Crow Pass turned out to be a definitive succes for me.
I did not win. I did not even come very close to winning but I was in position to have a chance to win for almost 20 miles so that was enough to keep me very excited and having lots of fun.
When the eventual top three finishers (I finished 4th) pulled away with about 7 miles to go I just didn't have a faster speed available to go with them. In most circumstances this would have been very frustrating for me but I had already had so much more fun and gotten so much more performance out of my body than I expected that I just happily let them go while I eased comfortably to an uneventful finish of 3:17:53, about exactly the same time I ran 2 years ago.

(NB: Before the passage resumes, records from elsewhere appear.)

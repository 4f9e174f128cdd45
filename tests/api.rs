use axum::body::{to_bytes, Body};
use axum::http::{Method, Request, StatusCode};
use axum::Router;
use serde_json::{json, Value};
use std::sync::Arc;
use tower::ServiceExt;

use telemetry_query::api;
use telemetry_query::infra::config::Settings;
use telemetry_query::state::AppState;

// 默认配置没有数据库凭据，执行请求在连接阶段失败，不会写任何文件
fn app() -> Router {
    api::router(Arc::new(AppState::new(Settings::default())))
}

async fn call(app: &Router, method: Method, uri: &str, body: Option<Value>) -> (StatusCode, Value) {
    let builder = Request::builder().method(method).uri(uri);
    let request = match body {
        Some(body) => builder
            .header("content-type", "application/json")
            .body(Body::from(body.to_string()))
            .unwrap(),
        None => builder.body(Body::empty()).unwrap(),
    };
    let response = app.clone().oneshot(request).await.unwrap();
    let status = response.status();
    let bytes = to_bytes(response.into_body(), usize::MAX).await.unwrap();
    let value = serde_json::from_slice(&bytes).unwrap_or(Value::Null);
    (status, value)
}

async fn validate_window(app: &Router, table: &str, start: &str, end: &str) -> Value {
    let (status, body) = call(
        app,
        Method::POST,
        &format!("/api/tables/{}/window", table),
        Some(json!({ "start": start, "end": end })),
    )
    .await;
    assert_eq!(status, StatusCode::OK);
    body
}

#[tokio::test]
async fn fresh_session_previews_a_bare_select() {
    let app = app();
    let (status, body) = call(&app, Method::GET, "/api/tables/host_data/session", None).await;
    assert_eq!(status, StatusCode::OK);
    assert_eq!(body["window_state"], "Unvalidated");
    assert_eq!(body["window_label"], "Validate Dates");
    assert_eq!(body["max_span_days"], 31);
    assert_eq!(body["query"]["sql"], "SELECT * FROM host_data");
}

#[tokio::test]
async fn conditions_require_a_validated_window() {
    let app = app();
    let (status, body) = call(
        &app,
        Method::POST,
        "/api/tables/job_data/conditions",
        Some(json!({ "column": "account", "operator": "=", "value": "GROUP12" })),
    )
    .await;
    assert_eq!(status, StatusCode::BAD_REQUEST);
    assert!(body["error"].as_str().unwrap().contains("valid time window"));
}

#[tokio::test]
async fn condition_lifecycle_drives_the_query_preview() {
    let app = app();
    let window = validate_window(&app, "job_data", "2024-01-01 00:00:00", "2024-01-10").await;
    assert_eq!(window["window_state"], "Valid");

    let (status, body) = call(
        &app,
        Method::POST,
        "/api/tables/job_data/conditions",
        Some(json!({ "column": "account", "operator": "=", "value": "group12" })),
    )
    .await;
    assert_eq!(status, StatusCode::CREATED);
    assert_eq!(body["conditions"][0]["display"], "account = 'GROUP12'");
    let id = body["conditions"][0]["id"].clone();

    let (status, query) = call(&app, Method::GET, "/api/tables/job_data/query", None).await;
    assert_eq!(status, StatusCode::OK);
    assert_eq!(
        query["sql"],
        "SELECT * FROM job_data WHERE account = %s AND start_time BETWEEN %s AND %s"
    );
    assert_eq!(
        query["params"],
        json!(["GROUP12", "2024-01-01 00:00:00", "2024-01-10 00:00:00"])
    );

    let (status, body) = call(
        &app,
        Method::POST,
        "/api/tables/job_data/conditions/remove",
        Some(json!({ "ids": [id] })),
    )
    .await;
    assert_eq!(status, StatusCode::OK);
    assert_eq!(body["removed"], 1);
    assert_eq!(body["session"]["conditions"], json!([]));
}

#[tokio::test]
async fn invalid_values_and_operators_are_rejected() {
    let app = app();
    validate_window(&app, "host_data", "2024-01-01 00:00:00", "2024-01-02 00:00:00").await;

    let (status, body) = call(
        &app,
        Method::POST,
        "/api/tables/host_data/conditions",
        Some(json!({ "column": "host", "operator": "=", "value": "server9" })),
    )
    .await;
    assert_eq!(status, StatusCode::BAD_REQUEST);
    assert!(body["error"].as_str().unwrap().contains("NODE"));

    let (status, _) = call(
        &app,
        Method::POST,
        "/api/tables/host_data/conditions",
        Some(json!({ "column": "host", "operator": "BETWEEN", "value": "NODE1" })),
    )
    .await;
    assert_eq!(status, StatusCode::BAD_REQUEST);

    let (_, session) = call(&app, Method::GET, "/api/tables/host_data/session", None).await;
    assert_eq!(session["conditions"], json!([]));
}

#[tokio::test]
async fn window_too_large_is_reported_in_the_session() {
    let app = app();
    let body = validate_window(&app, "host_data", "2024-01-01 00:00:00", "2024-03-01 00:00:00").await;
    assert_eq!(body["window_state"], "WindowTooLarge");
    assert_eq!(body["window_label"], "Time Window Too Large");
    assert_eq!(body["query"]["sql"], "SELECT * FROM host_data");

    let (status, _) = call(
        &app,
        Method::POST,
        "/api/tables/host_data/window",
        Some(json!({ "start": "yesterday", "end": "today" })),
    )
    .await;
    assert_eq!(status, StatusCode::BAD_REQUEST);
}

#[tokio::test]
async fn options_apply_atomically() {
    let app = app();
    let (status, body) = call(
        &app,
        Method::PUT,
        "/api/tables/job_data/options",
        Some(json!({
            "columns": ["jid", "ncores"],
            "distinct": true,
            "order_by": { "column": "ncores", "direction": "DESC" },
            "limit": 50,
            "in_clause": { "column": "jid", "values": "job1, JOB2" }
        })),
    )
    .await;
    assert_eq!(status, StatusCode::OK);
    assert_eq!(
        body["query"]["sql"],
        "SELECT DISTINCT jid, ncores FROM job_data WHERE jid IN (%s, %s) ORDER BY ncores DESC LIMIT 50"
    );

    let (status, _) = call(
        &app,
        Method::PUT,
        "/api/tables/job_data/options",
        Some(json!({ "in_clause": { "column": "jid", "values": "JOB1,ABC" } })),
    )
    .await;
    assert_eq!(status, StatusCode::BAD_REQUEST);

    let (_, session) = call(&app, Method::GET, "/api/tables/job_data/session", None).await;
    assert_eq!(session["distinct"], true);
    assert_eq!(session["limit"], 50);
}

#[tokio::test]
async fn unknown_columns_surface_as_query_errors() {
    let app = app();
    let (status, body) = call(
        &app,
        Method::PUT,
        "/api/tables/host_data/options",
        Some(json!({ "columns": ["host", "ncores"] })),
    )
    .await;
    assert_eq!(status, StatusCode::OK);
    assert!(body["query"].is_null());
    assert!(body["query_error"].as_str().unwrap().contains("ncores"));

    let (status, _) = call(&app, Method::GET, "/api/tables/host_data/query", None).await;
    assert_eq!(status, StatusCode::BAD_REQUEST);
}

#[tokio::test]
async fn unknown_table_is_a_client_error() {
    let app = app();
    let (status, _) = call(&app, Method::GET, "/api/tables/users/session", None).await;
    assert!(status.is_client_error());
}

#[tokio::test]
async fn execute_requires_a_valid_window() {
    let app = app();
    let (status, body) = call(&app, Method::POST, "/api/tables/job_data/execute", Some(json!({}))).await;
    assert_eq!(status, StatusCode::BAD_REQUEST);
    assert_eq!(body["state"], "Failed");
}

#[tokio::test]
async fn execute_without_credentials_is_unavailable() {
    let app = app();
    validate_window(&app, "job_data", "2024-01-01", "2024-01-10").await;
    let (status, body) = call(&app, Method::POST, "/api/tables/job_data/execute", Some(json!({}))).await;
    assert_eq!(status, StatusCode::SERVICE_UNAVAILABLE);
    assert_eq!(body["state"], "Failed");
    assert!(body["error"]
        .as_str()
        .unwrap()
        .contains("database credentials are missing"));
}

#[tokio::test]
async fn execute_rejects_output_dirs_outside_the_root() {
    let app = app();
    validate_window(&app, "job_data", "2024-01-01", "2024-01-10").await;
    for dir in ["/etc", "../x"] {
        let (status, body) = call(
            &app,
            Method::POST,
            "/api/tables/job_data/execute",
            Some(json!({ "output_dir": dir })),
        )
        .await;
        assert_eq!(status, StatusCode::BAD_REQUEST);
        assert_eq!(body["state"], "Failed");
        assert!(body["error"].as_str().unwrap().contains(dir));
    }
}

The course was a mess in places. A lot more snow than usual and a lot of mud. I took a few pretty good falls. I think just about everyone took some falls. I would guess that the first half of the course was at least 5 minutes slower than either of the past 2 years. The second half wasn't too bad though, and some recent trail work may have even made the second half a bit faster than the past couple years. It's almost impossible to explain the challenge of trying to race this route. It's kind of something you just have to experience to understand it. I can talk about snow, mud, bears, overgrown trail, creek crossings, roots, rocks, etc., but without being out there it's hard to comprehend just how much of each of these things there are. Here's a recent Anchorage Daily News article that does a pretty good job attempting to explain some of the diffuculties with this route.
It was great to be able to push myself quite hard but not wreck my mind or body in any way. I'm a bit sore and tired today but I suspect I will be back at my training tomorrow or Tuesday at the latest.

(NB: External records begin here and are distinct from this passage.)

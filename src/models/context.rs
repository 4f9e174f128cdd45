use serde::{Deserialize, Serialize};
use std::path::PathBuf;

use crate::core::query_builder::{BuiltQuery, WILDCARD};
use crate::core::time_window::WindowState;
use crate::models::filter::{ConditionId, InClause, OrderBy};

#[derive(Debug, Deserialize)]
pub struct WindowRequest {
    pub start: String, // 起始时间，如 "2024-01-01 00:00:00"
    pub end: String,
}

#[derive(Debug, Deserialize)]
pub struct ConditionRequest {
    pub column: String,
    pub operator: String,
    pub value: String,
}

#[derive(Debug, Deserialize)]
pub struct RemoveConditionsRequest {
    pub ids: Vec<ConditionId>,
}

#[derive(Debug, Deserialize)]
pub struct InClauseRequest {
    pub column: Option<String>,
    #[serde(default)]
    pub values: String, // 逗号分隔
}

/// 整体替换查询选项，缺省字段回到默认值
#[derive(Debug, Deserialize)]
pub struct OptionsRequest {
    #[serde(default = "all_columns")]
    pub columns: Vec<String>,
    #[serde(default)]
    pub distinct: bool,
    #[serde(default)]
    pub order_by: Option<OrderBy>,
    #[serde(default)]
    pub limit: Option<u64>,
    #[serde(default)]
    pub in_clause: Option<InClauseRequest>,
}

fn all_columns() -> Vec<String> {
    vec![WILDCARD.to_string()]
}

#[derive(Debug, Default, Deserialize)]
pub struct ExecuteRequest {
    pub output_dir: Option<PathBuf>,
}

#[derive(Debug, Serialize)]
pub struct ConditionView {
    pub id: ConditionId,
    pub display: String,
}

#[derive(Debug, Serialize)]
pub struct SessionView {
    pub table: String,
    pub window_state: WindowState,
    pub window_label: &'static str,
    pub max_span_days: i64,
    pub conditions: Vec<ConditionView>,
    pub columns: Vec<String>,
    pub distinct: bool,
    pub order_by: Option<OrderBy>,
    pub limit: Option<u64>,
    pub in_clause: Option<InClause>,
    pub query: Option<BuiltQuery>,
    pub query_error: Option<String>,
}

I found out that I have a high level of general endurance still, but I do still need to get some speed and some climbing strength. All throughout the run yesterday I felt like I couldn't move on the uphills and that I couldn't kick it up to a faster pace. I was pretty sure from early on in the race that I was not going to be able to contend for the win but then I just kept lingering around the leaders longer and longer. I even had one stretch from about mile 13-15 when I thought maybe, just maybe I could stay with these guys to the finish. For the most part though I felt more like a spectator. Once the lead pack pulled away I found myself wishing I could be at the finish to see them battle it out.
As it turned out Eric Strabel (2006 winner) won by about :30 in a showdown with Patrick Stinson that wasn't decided until the last 1/2 mile of the race.

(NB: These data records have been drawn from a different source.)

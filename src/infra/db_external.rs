use futures_util::TryStreamExt;
use sqlx::mysql::MySqlArguments;
use sqlx::postgres::PgArguments;
use sqlx::query::Query;
use sqlx::{Connection, MySql, MySqlConnection, PgConnection, Postgres, Row};
use std::ops::ControlFlow;
use tracing::{debug, info};

use crate::core::query_builder::PLACEHOLDER;
use crate::error::{QueryError, QueryResult};
use crate::infra::backend::{BackendSession, RowBatch, TabularQueryBackend};
use crate::infra::config::DatabaseConfig;
use crate::infra::rows::{column_names, mysql_row_to_json, pg_row_to_json};
use crate::models::filter::QueryParam;

#[derive(Debug, Clone, Copy, PartialEq, Eq)]
pub enum BackendKind {
    Postgres,
    MySql,
}

impl BackendKind {
    pub fn parse(db_type: &str) -> Option<Self> {
        match db_type.trim().to_lowercase().as_str() {
            "postgres" | "postgresql" => Some(BackendKind::Postgres),
            "mysql" => Some(BackendKind::MySql),
            _ => None,
        }
    }
}

/// 把构建器输出的 `%s` 占位符翻译成目标数据库的位置参数写法
pub fn render_placeholders(sql: &str, kind: BackendKind) -> String {
    let mut out = String::with_capacity(sql.len() + 16);
    let mut rest = sql;
    let mut index = 0;
    while let Some(pos) = rest.find(PLACEHOLDER) {
        out.push_str(&rest[..pos]);
        index += 1;
        match kind {
            BackendKind::Postgres => out.push_str(&format!("${}", index)),
            BackendKind::MySql => out.push('?'),
        }
        rest = &rest[pos + PLACEHOLDER.len()..];
    }
    out.push_str(rest);
    out
}

/// 按配置选择的关系型后端
#[derive(Debug, Clone)]
pub enum DynamicBackend {
    Postgres { url: String },
    MySql { url: String },
    /// 凭据缺失时仍可启动服务，但每次执行都会以连接错误结束
    Unconfigured { reason: String },
}

impl DynamicBackend {
    pub fn from_config(config: &DatabaseConfig) -> Self {
        match (&config.url, config.kind) {
            (Some(url), BackendKind::Postgres) => DynamicBackend::Postgres { url: url.clone() },
            (Some(url), BackendKind::MySql) => DynamicBackend::MySql { url: url.clone() },
            (None, _) => DynamicBackend::Unconfigured {
                reason: "One or more database credentials are missing from the environment variables."
                    .to_string(),
            },
        }
    }
}

pub enum DynamicSession {
    Postgres(PgConnection),
    MySql(MySqlConnection),
}

impl TabularQueryBackend for DynamicBackend {
    type Session = DynamicSession;

    async fn connect(&self) -> QueryResult<DynamicSession> {
        let connect_err = |e: sqlx::Error| QueryError::Connection(e.to_string());
        match self {
            DynamicBackend::Postgres { url } => {
                let conn = PgConnection::connect(url).await.map_err(connect_err)?;
                info!("已建立 Postgres 连接");
                Ok(DynamicSession::Postgres(conn))
            }
            DynamicBackend::MySql { url } => {
                let conn = MySqlConnection::connect(url).await.map_err(connect_err)?;
                info!("已建立 MySQL 连接");
                Ok(DynamicSession::MySql(conn))
            }
            DynamicBackend::Unconfigured { reason } => Err(QueryError::Connection(reason.clone())),
        }
    }
}

fn bind_pg<'q>(
    mut query: Query<'q, Postgres, PgArguments>,
    params: &'q [QueryParam],
) -> Query<'q, Postgres, PgArguments> {
    for param in params {
        query = match param {
            QueryParam::Text(s) => query.bind(s.as_str()),
            QueryParam::Number(n) => query.bind(*n),
            QueryParam::Timestamp(ts) => query.bind(*ts),
        };
    }
    query
}

fn bind_mysql<'q>(
    mut query: Query<'q, MySql, MySqlArguments>,
    params: &'q [QueryParam],
) -> Query<'q, MySql, MySqlArguments> {
    for param in params {
        query = match param {
            QueryParam::Text(s) => query.bind(s.as_str()),
            QueryParam::Number(n) => query.bind(*n),
            QueryParam::Timestamp(ts) => query.bind(*ts),
        };
    }
    query
}

impl BackendSession for DynamicSession {
    async fn count(&mut self, sql: &str, params: &[QueryParam]) -> QueryResult<u64> {
        let total: i64 = match self {
            DynamicSession::Postgres(conn) => {
                let sql = render_placeholders(sql, BackendKind::Postgres);
                let row = bind_pg(sqlx::query(&sql), params)
                    .fetch_one(&mut *conn)
                    .await
                    .map_err(QueryError::backend)?;
                row.try_get(0).map_err(QueryError::backend)?
            }
            DynamicSession::MySql(conn) => {
                let sql = render_placeholders(sql, BackendKind::MySql);
                let row = bind_mysql(sqlx::query(&sql), params)
                    .fetch_one(&mut *conn)
                    .await
                    .map_err(QueryError::backend)?;
                row.try_get(0).map_err(QueryError::backend)?
            }
        };
        Ok(u64::try_from(total).unwrap_or(0))
    }

    async fn fetch_batches<F>(
        &mut self,
        sql: &str,
        params: &[QueryParam],
        chunk_size: usize,
        mut on_batch: F,
    ) -> QueryResult<()>
    where
        F: FnMut(RowBatch) -> QueryResult<ControlFlow<()>> + Send,
    {
        let chunk_size = chunk_size.max(1);
        let mut batch = RowBatch::default();

        match self {
            DynamicSession::Postgres(conn) => {
                let sql = render_placeholders(sql, BackendKind::Postgres);
                let mut rows = bind_pg(sqlx::query(&sql), params).fetch(&mut *conn);
                while let Some(row) = rows.try_next().await.map_err(QueryError::backend)? {
                    if batch.columns.is_empty() {
                        batch.columns = column_names(&row);
                    }
                    batch.rows.push(pg_row_to_json(&row));
                    if batch.len() >= chunk_size && on_batch(std::mem::take(&mut batch))?.is_break() {
                        debug!("调用方提前终止拉取");
                        return Ok(());
                    }
                }
            }
            DynamicSession::MySql(conn) => {
                let sql = render_placeholders(sql, BackendKind::MySql);
                let mut rows = bind_mysql(sqlx::query(&sql), params).fetch(&mut *conn);
                while let Some(row) = rows.try_next().await.map_err(QueryError::backend)? {
                    if batch.columns.is_empty() {
                        batch.columns = column_names(&row);
                    }
                    batch.rows.push(mysql_row_to_json(&row));
                    if batch.len() >= chunk_size && on_batch(std::mem::take(&mut batch))?.is_break() {
                        debug!("调用方提前终止拉取");
                        return Ok(());
                    }
                }
            }
        }

        // 最后一批不足 chunk_size 的行
        if !batch.is_empty() {
            on_batch(batch)?;
        }
        Ok(())
    }

    async fn close(self) -> QueryResult<()> {
        let closed = match self {
            DynamicSession::Postgres(conn) => conn.close().await,
            DynamicSession::MySql(conn) => conn.close().await,
        };
        closed.map_err(|e| QueryError::Connection(e.to_string()))
    }
}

I had sort of forgotten how much I like this race. Even though I didn't bring my 'A' game to the starting line this year I still got to have a really fun time racing against some great competition and great people. And in the end I was still able to run about the 30th fastest time in race history, replenishing my desire to have a year again soon (quite likely next year) in which I'm able to put my full focus on this race and see just how fast I might be able to go out there. I feel confident that there is a small group of runners in Alaska now who, with the right trail conditions could push each other to times shockingly faster than what have been previously run in this race.
well done Geoff.I thought of you yesterday as i was running my tame half marathon off-road race.I can walk today but its shaky :-(
nicely done you freak!
30th fastest time 3 wks after 1400 miles of Mtn biking......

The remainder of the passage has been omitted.